-- PROBLEM TO WORK ON --
Your answer should be the lines from the start of the records through the line with "#[cfg(test)]", copied word for word.

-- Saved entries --
◇ ◇ ◇ ◇
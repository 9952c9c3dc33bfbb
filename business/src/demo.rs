use chrono::{TimeZone, Utc};

use crate::models::{Role, UserProfile};

/// Fixed profile demo builds resolve to without touching the network.
pub fn demo_user() -> UserProfile {
    let joined = Utc
        .with_ymd_and_hms(2024, 1, 1, 0, 0, 0)
        .single()
        .unwrap_or_default();
    UserProfile {
        id: "demo-user".to_owned(),
        email: "demo@agrilink.example".to_owned(),
        full_name: "Demo User".to_owned(),
        role: Role::Admin,
        country: "UAE".to_owned(),
        phone: None,
        company_name: Some("AgriLink Demo".to_owned()),
        is_banned: false,
        created_at: joined,
        updated_at: joined,
    }
}

#[cfg(test)]
mod tests {
    use super::*;

    #[test]
    fn demo_user_is_an_admin() {
        let user = demo_user();
        assert_eq!(user.role, Role::Admin);
        assert!(!user.is_banned);
    }
}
◇ ◇ ◇ ◇
-- TASK SOLUTION --
repository 9952c9c3dc33bfbb
filename business/src/demo.rs
use chrono::{TimeZone, Utc};

use crate::models::{Role, UserProfile};

/// Fixed profile demo builds resolve to without touching the network.
pub fn demo_user() -> UserProfile {
    let joined = Utc
        .with_ymd_and_hms(2024, 1, 1, 0, 0, 0)
        .single()
        .unwrap_or_default();
    UserProfile {
        id: "demo-user".to_owned(),
        email: "demo@agrilink.example".to_owned(),
        full_name: "Demo User".to_owned(),
        role: Role::Admin,
        country: "UAE".to_owned(),
        phone: None,
        company_name: Some("AgriLink Demo".to_owned()),
        is_banned: false,
        created_at: joined,
        updated_at: joined,
    }
}

#[cfg(test)]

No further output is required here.